Preliminary Automatic Dependent Surveillance - Broadcast (ADS-B) data revealed that the flight departed X26 about 1330 to the east and flew over the coast of Florida for about 1 hour; during the flight the pilot flew north and south along the coastline about 4,000 ft mean sea level then performed several turns, climbs and descents before returning inland where he conducted several other maneuvers before returning to the airport. He entered a 5 nautical mile straight-in approach to runway 10 and the wind was reported as from 120° at 10 knots. Several eyewitnesses located in the skydive drop zone that was located about 600 ft adjacent to the approach end of runway 10, stated that the airplane was on final approach and appeared slower than normal and the wings were wobbling as it approached. As the airplane descended to the runway, it touched down “hard” on the nose before bouncing back up into the air into a high nose up attitude simultaneously there was a rapid increase in engine power. The left wing then dropped. As the airplane rolled to the left, the left wing contacted the ground, and the airplane went off the side of the runway.

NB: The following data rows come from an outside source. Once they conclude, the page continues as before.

use serde::{Deserialize, Serialize};
use serde_json::Value;
use utoipa::ToSchema;

/// One recorded health snapshot as served by `/forecast/`.
#[derive(Debug, Clone, Serialize, Deserialize, ToSchema, PartialEq)]
pub struct HistoryEntry {
    /// ISO-8601 timestamp, with or without a timezone
    #[serde(default)]
    pub timestamp: String,
    /// Architecture health score (0-100)
    pub health_score: f64,
    /// Stability index (0-1), absent on older snapshots
    #[serde(default, skip_serializing_if = "Option::is_none")]
    pub stability_index: Option<f64>,
}

/// Bounds of the forecast confidence interval.
#[derive(Debug, Clone, Default, Serialize, Deserialize, ToSchema, PartialEq)]
pub struct ConfidenceInterval {
    #[serde(default)]
    pub lower: Option<f64>,
    #[serde(default)]
    pub upper: Option<f64>,
}

/// Lenient view of the forecast object.
///
/// The analytics backend writes this object as-is, so every field may be
/// missing; validation is left to the consumer.
#[derive(Debug, Clone, Default, Serialize, Deserialize, ToSchema, PartialEq)]
pub struct ForecastPayload {
    #[serde(default, skip_serializing_if = "Option::is_none")]
    pub status: Option<String>,
    #[serde(default, skip_serializing_if = "Option::is_none")]
    pub forecast_next: Option<f64>,
    #[serde(default, skip_serializing_if = "Option::is_none")]
    pub confidence_interval: Option<ConfidenceInterval>,
    #[serde(default, skip_serializing_if = "Option::is_none")]
    pub rmse: Option<f64>,
    #[serde(default, skip_serializing_if = "Option::is_none")]
    pub residual_variance: Option<f64>,
    /// Model confidence (0-1)
    #[serde(default, skip_serializing_if = "Option::is_none")]
    pub confidence_score: Option<f64>,
    /// "low", "medium" or "high"; other values are passed through untouched
    #[serde(default, skip_serializing_if = "Option::is_none")]
    pub volatility: Option<String>,
}

/// Response of the `/forecast/` endpoint.
///
/// `forecast` is kept as raw JSON so the server can pass the persisted
/// object through verbatim; use [`ForecastResponse::forecast_payload`] for a
/// typed view.
#[derive(Debug, Clone, Serialize, Deserialize, ToSchema, PartialEq)]
pub struct ForecastResponse {
    #[serde(default)]
    pub timestamp: String,
    #[serde(default)]
    pub history: Vec<HistoryEntry>,
    #[serde(default)]
    #[schema(value_type = Object)]
    pub forecast: Value,
}

impl ForecastResponse {
    pub fn new(timestamp: impl Into<String>, history: Vec<HistoryEntry>, forecast: Value) -> Self {
        Self {
            timestamp: timestamp.into(),
            history,
            forecast,
        }
    }

    /// The parts a chart is drawn from, with the server stamp cleared.
    ///
    /// Two polls of unchanged snapshots yield equal values, so this is the
    /// key to memoize derivations on.
    pub fn chart_data(&self) -> ForecastResponse {
        Self::new(String::new(), self.history.clone(), self.forecast.clone())
    }

    /// Typed view of the forecast object.
    ///
    /// Returns `Ok(None)` when the field is absent or `null`, and an error when
    /// a field has the wrong JSON type.
    pub fn forecast_payload(&self) -> Result<Option<ForecastPayload>, serde_json::Error> {
        if self.forecast.is_null() {
            tracing::debug!("forecast response carries no forecast object");
            return Ok(None);
        }
        serde_json::from_value(self.forecast.clone()).map(Some)
    }
}

#[cfg(test)]
mod tests {
    use super::*;
    use serde_json::json;

    #[test]
    fn test_parse_full_response() {
        let raw = json!({
            "timestamp": "2026-01-01T12:00:00",
            "history": [
                {"timestamp": "2026-01-01T10:00:00Z", "health_score": 81.5, "stability_index": 0.9},
                {"timestamp": "2026-01-01T11:00:00Z", "health_score": 82.0}
            ],
            "forecast": {
                "status": "success",
                "forecast_next": 83.1,
                "confidence_interval": {"lower": 80.0, "upper": 86.2},
                "rmse": 0.42,
                "residual_variance": 0.18,
                "confidence_score": 0.87,
                "volatility": "low",
                "model": "holt"
            }
        });

        let response: ForecastResponse = serde_json::from_value(raw).unwrap();
        assert_eq!(response.history.len(), 2);
        assert_eq!(response.history[0].stability_index, Some(0.9));
        assert_eq!(response.history[1].stability_index, None);

        let payload = response.forecast_payload().unwrap().unwrap();
        assert_eq!(payload.forecast_next, Some(83.1));
        assert_eq!(payload.volatility.as_deref(), Some("low"));
        assert_eq!(
            payload.confidence_interval,
            Some(ConfidenceInterval { lower: Some(80.0), upper: Some(86.2) })
        );
    }

    #[test]
    fn test_missing_history_defaults_to_empty() {
        let response: ForecastResponse =
            serde_json::from_value(json!({"timestamp": "x", "forecast": {}})).unwrap();
        assert!(response.history.is_empty());
        assert_eq!(response.forecast_payload().unwrap(), Some(ForecastPayload::default()));
    }

    #[test]
    fn test_missing_forecast_is_none() {
        let response: ForecastResponse = serde_json::from_value(json!({"history": []})).unwrap();
        assert!(response.forecast_payload().unwrap().is_none());
    }

    #[test]
    fn test_chart_data_ignores_server_stamp() {
        let forecast = json!({"forecast_next": 80.0});
        let first = ForecastResponse::new("2026-01-01T00:00:00Z", vec![], forecast.clone());
        let second = ForecastResponse::new("2026-01-01T00:00:30Z", vec![], forecast);
        assert_ne!(first, second);
        assert_eq!(first.chart_data(), second.chart_data());

        let changed = ForecastResponse::new("2026-01-01T00:00:30Z", vec![], json!({"forecast_next": 81.0}));
        assert_ne!(first.chart_data(), changed.chart_data());
    }

    #[test]
    fn test_wrongly_typed_forecast_field_is_an_error() {
        let response = ForecastResponse::new("t", vec![], json!({"forecast_next": "high"}));
        assert!(response.forecast_payload().is_err());
    }

    #[test]
    fn test_history_entry_ignores_extra_keys() {
        let entry: HistoryEntry = serde_json::from_value(json!({
            "timestamp": "2026-01-01T00:00:01Z",
            "health_score": 80.0,
            "raw": {"edge_count": 10, "edges": []}
        }))
        .unwrap();
        assert_eq!(entry.health_score, 80.0);

        let back = serde_json::to_value(&entry).unwrap();
        assert!(back.get("raw").is_none());
        assert!(back.get("stability_index").is_none());
    }
}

The airplane cartwheeled for about 75 ft before coming to rest on its left side inverted on flat level terrain north of the runway at an elevation of 22 ft. The wreckage path was oriented on a heading of 345° magnetic and ground scars at the initial impact point contained red anticollision light glass and portions of the auxiliary fuel tank. During the impact sequence, the left wing sheared off and the propellers struck the ground and created 6-inch-deep symmetrical scalping. The left wing was located next to the engine compartment; its fuel tank contained about 15 gallons of aviation fuel. The right wing fractured at the wing root and was laying over the underside of the airplane supported by cables and fuel lines; it contained about 15 gallons of aviation fuel. All major components of the airplane were located at the accident site. 

The onsite engine and airframe examination revealed that the airplane was configured for landing, the trim was in a slight nose-up setting with full flaps and the throttle, propeller, and mixture were all forward to their respective stops. Flight control continuity was established, and the engine examination did not reveal any preimpact malfunctions or failures that would have precluded normal operation.

The airplane was retained for further examination.